▸ HOW TO COMPLETE THIS TASK
Go through the records, and copy each line in which the string "HashMap" is present.

Stored data:
//! Operator dispatch through hand-built capability tables.

use memory::{UserData, Value};
use smallvec::smallvec;
use std::collections::HashMap;
use vm::{
    native_fn, ret, CapabilityTable, GarbageCollector, MetaOp, NativeFn, NativeRegistry,
    RuntimeError, Strategy, TypeState, VM,
};

// ======================================================================
// Helpers
// ======================================================================

#[derive(Default)]
struct MapTable {
    ops: HashMap<MetaOp, NativeFn>,
    members: HashMap<String, Value>,
}

impl CapabilityTable for MapTable {
    fn strategy(&self) -> Strategy {
        Strategy::Regular
    }

    fn metamethod(&self, op: MetaOp) -> Option<NativeFn> {
        self.ops.get(&op).cloned()
    }

    fn member(&self, name: &str) -> Option<Value> {
        self.members.get(name).copied()
    }

    fn set_metamethod(&mut self, op: MetaOp, thunk: NativeFn) -> Result<(), RuntimeError> {
        self.ops.insert(op, thunk);
        Ok(())
    }

    fn set_member(&mut self, name: &str, value: Value) -> Result<(), RuntimeError> {
        self.members.insert(name.to_string(), value);
        Ok(())
    }

    fn roots(&self) -> Vec<Value> {
        self.members.values().copied().collect()
    }
}

struct Counter {
    hits: i64,
}

/// Registers `Counter` with a `__call` that bumps and returns `hits`.
fn counter_vm() -> (VM, u32) {
    let mut vm = VM::new();
    let idx = vm.ensure_type::<Counter>("Counter");
    let mut table = MapTable::default();
    let call: NativeFn = native_fn(|vm: &mut VM, args: &[Value]| {
        let c = vm.borrow_userdata_mut::<Counter>(args[0])?;
        c.hits += 1;
        Ok(ret(Value::int(c.hits)))
    });
    table.set_metamethod(MetaOp::Call, call).unwrap();
    let ty = vm.registered_type_mut(idx).unwrap();
    ty.table = Some(Box::new(table));
    ty.state = TypeState::Open;
    (vm, idx)
}

// ======================================================================
// call
// ======================================================================

#[test]
fn call_dispatches_to_userdata_thunk() {
    let (mut vm, idx) = counter_vm();
    let obj = vm.alloc_userdata(UserData::owned(idx, Counter { hits: 0 }));

    assert_eq!(vm.call_first(obj, &[]).unwrap(), Value::int(1));
    assert_eq!(vm.call_first(obj, &[]).unwrap(), Value::int(2));
    assert_eq!(vm.borrow_userdata::<Counter>(obj).unwrap().hits, 2);
}

#[test]
fn read_only_binding_cannot_be_called_mutably() {
    let (mut vm, idx) = counter_vm();
    let host = Counter { hits: 7 };
    let slot = unsafe { UserData::borrowed(idx, (&host).into(), false) };
    let obj = vm.alloc_userdata(slot);

    let err = vm.call(obj, &[]).unwrap_err();
    assert_eq!(err, RuntimeError::BorrowMutability("Counter".into()));
    assert_eq!(host.hits, 7);
}

#[test]
fn calling_a_table_is_an_attempt_error() {
    let mut vm = VM::new();
    let t = vm.alloc_map(Default::default());
    let err = vm.call(t, &[]).unwrap_err();
    assert_eq!(err.to_string(), "attempt to call a table value");
}

#[test]
fn native_arity_is_checked_before_invocation() {
    let mut vm = VM::new();
    let len = vm.global("len").unwrap();
    let err = vm.call(len, &[]).unwrap_err();
    assert!(matches!(err, RuntimeError::ArityMismatch(_)));
}

#[test]
fn panicking_native_becomes_native_exception() {
    let mut vm = VM::new();
    let boom = vm.alloc_native(
        "boom",
        native_fn(|_: &mut VM, _: &[Value]| panic!("kaboom")),
        0,
    );
    let err = vm.call(boom, &[]).unwrap_err();
    assert_eq!(err, RuntimeError::NativeException("kaboom".into()));
    assert!(!vm.in_native());
}

// ======================================================================
// equality / tostring / index
// ======================================================================

#[test]
fn userdata_without_eq_compares_by_identity() {
    let (mut vm, idx) = counter_vm();
    let mut host = Counter { hits: 0 };
    let ptr = std::ptr::NonNull::from(&mut host);
    let a = vm.alloc_userdata(unsafe { UserData::borrowed(idx, ptr, true) });
    let b = vm.alloc_userdata(unsafe { UserData::borrowed(idx, ptr, true) });
    let other = vm.alloc_userdata(UserData::owned(idx, Counter { hits: 0 }));

    assert!(vm.equals(a, b).unwrap());
    assert!(!vm.equals(a, other).unwrap());
}

#[test]
fn strings_compare_by_content() {
    let mut vm = VM::new();
    let a = vm.alloc_str("woof");
    let b = vm.alloc_str("woof");
    assert_ne!(a, b);
    assert!(vm.equals(a, b).unwrap());
}

#[test]
fn default_tostring_names_type_and_address() {
    let (mut vm, idx) = counter_vm();
    let obj = vm.alloc_userdata(UserData::owned(idx, Counter { hits: 0 }));
    let address = vm.userdata(obj).unwrap().address();
    assert_eq!(
        vm.tostring(obj).unwrap(),
        format!("Counter: {:#x}", address)
    );
}

#[test]
fn index_falls_back_to_parent_table_then_hook() {
    let (mut vm, idx) = counter_vm();
    let mut parent = memory::heap::Map::new();
    parent.insert("species".into(), Value::int(3));
    let parent = vm.alloc_map(parent);

    struct WithParent(MapTable, Value);
    impl CapabilityTable for WithParent {
        fn strategy(&self) -> Strategy {
            Strategy::Regular
        }
        fn metamethod(&self, op: MetaOp) -> Option<NativeFn> {
            self.0.metamethod(op)
        }
        fn member(&self, name: &str) -> Option<Value> {
            self.0.member(name)
        }
        fn set_metamethod(&mut self, op: MetaOp, thunk: NativeFn) -> Result<(), RuntimeError> {
            self.0.set_metamethod(op, thunk)
        }
        fn set_member(&mut self, name: &str, value: Value) -> Result<(), RuntimeError> {
            self.0.set_member(name, value)
        }
        fn parent(&self) -> Option<Value> {
            Some(self.1)
        }
        fn roots(&self) -> Vec<Value> {
            vec![self.1]
        }
    }

    let mut table = MapTable::default();
    table.set_member("legs", Value::int(4)).unwrap();
    table
        .set_metamethod(
            MetaOp::Index,
            native_fn(|vm: &mut VM, args: &[Value]| {
                let key = vm.str_of(args[1]).unwrap_or_default().to_uppercase();
                Ok(ret(vm.alloc_str(&key)))
            }),
        )
        .unwrap();
    vm.registered_type_mut(idx).unwrap().table = Some(Box::new(WithParent(table, parent)));

    let obj = vm.alloc_userdata(UserData::owned(idx, Counter { hits: 0 }));
    assert_eq!(vm.index(obj, "legs").unwrap(), Value::int(4));
    assert_eq!(vm.index(obj, "species").unwrap(), Value::int(3));
    let hooked = vm.index(obj, "tail").unwrap();
    assert_eq!(vm.str_of(hooked), Some("TAIL"));
}

// ======================================================================
// iteration
// ======================================================================

#[test]
fn pairs_over_table_visits_keys_in_order() {
    let mut vm = VM::new();
    let mut m = memory::heap::Map::new();
    m.insert("b".into(), Value::int(2));
    m.insert("a".into(), Value::int(1));
    let t = vm.alloc_map(m);

    let mut seen = Vec::new();
    let n = vm
        .for_each_pair(t, |vm, k, v| {
            seen.push((vm.str_of(k).unwrap().to_string(), v.as_int().unwrap()));
            Ok(())
        })
        .unwrap();
    assert_eq!(n, 2);
    assert_eq!(seen, vec![("a".to_string(), 1), ("b".to_string(), 2)]);
}

#[test]
fn pairs_on_userdata_uses_thunk_triple() {
    let (mut vm, idx) = counter_vm();
    // step(state, control): counts control up to 3
    let step = vm.alloc_native(
        "step",
        native_fn(|_: &mut VM, args: &[Value]| {
            let k = args[1].as_int().unwrap_or(0) + 1;
            if k > 3 {
                return Ok(ret(Value::nil()));
            }
            Ok(smallvec![Value::int(k), Value::int(k * 10)])
        }),
        2,
    );
    vm.registered_type_mut(idx)
        .unwrap()
        .table
        .as_mut()
        .unwrap()
        .set_metamethod(
            MetaOp::Pairs,
            native_fn(move |_: &mut VM, args: &[Value]| {
                Ok(smallvec![step, args[0], Value::nil()])
            }),
        )
        .unwrap();

    let obj = vm.alloc_userdata(UserData::owned(idx, Counter { hits: 0 }));
    let mut total = 0;
    vm.for_each_pair(obj, |_, _, v| {
        total += v.as_int().unwrap();
        Ok(())
    })
    .unwrap();
    assert_eq!(total, 60);
}

#[test]
fn iterating_a_number_fails() {
    let mut vm = VM::new();
    let err = vm.pairs(Value::int(1)).unwrap_err();
    assert_eq!(err.to_string(), "attempt to iterate a number value");
    let err = vm.length(Value::bool(true)).unwrap_err();
    assert_eq!(err.to_string(), "attempt to get length of a boolean value");
}

// ======================================================================
// GC
// ======================================================================

#[test]
fn unreachable_owned_userdata_is_destroyed_on_collect() {
    let (mut vm, idx) = counter_vm();
    let kept = vm.alloc_userdata(UserData::owned(idx, Counter { hits: 1 }));
    vm.set_global("kept", kept).unwrap();
    vm.alloc_userdata(UserData::owned(idx, Counter { hits: 2 }));

    let stats = vm.collect_garbage();
    assert_eq!(stats.destroyed, 1);
    assert_eq!(vm.borrow_userdata::<Counter>(kept).unwrap().hits, 1);
}

#[test]
fn collection_is_deferred_inside_natives() {
    let mut vm = VM::new();
    let gc = vm.alloc_native(
        "gc",
        native_fn(|vm: &mut VM, _: &[Value]| {
            let stats = vm.collect_garbage();
            Ok(ret(Value::int(stats.userdata as i64)))
        }),
        0,
    );
    vm.alloc_userdata(UserData::owned(0, 5u64));
    assert_eq!(vm.call_first(gc, &[]).unwrap(), Value::int(0));
    assert_eq!(vm.heap.live_userdata(), 1);
}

▸ SOLUTION TO THIS PROBLEM
use std::collections::HashMap;
    ops: HashMap<MetaOp, NativeFn>,
    members: HashMap<String, Value>,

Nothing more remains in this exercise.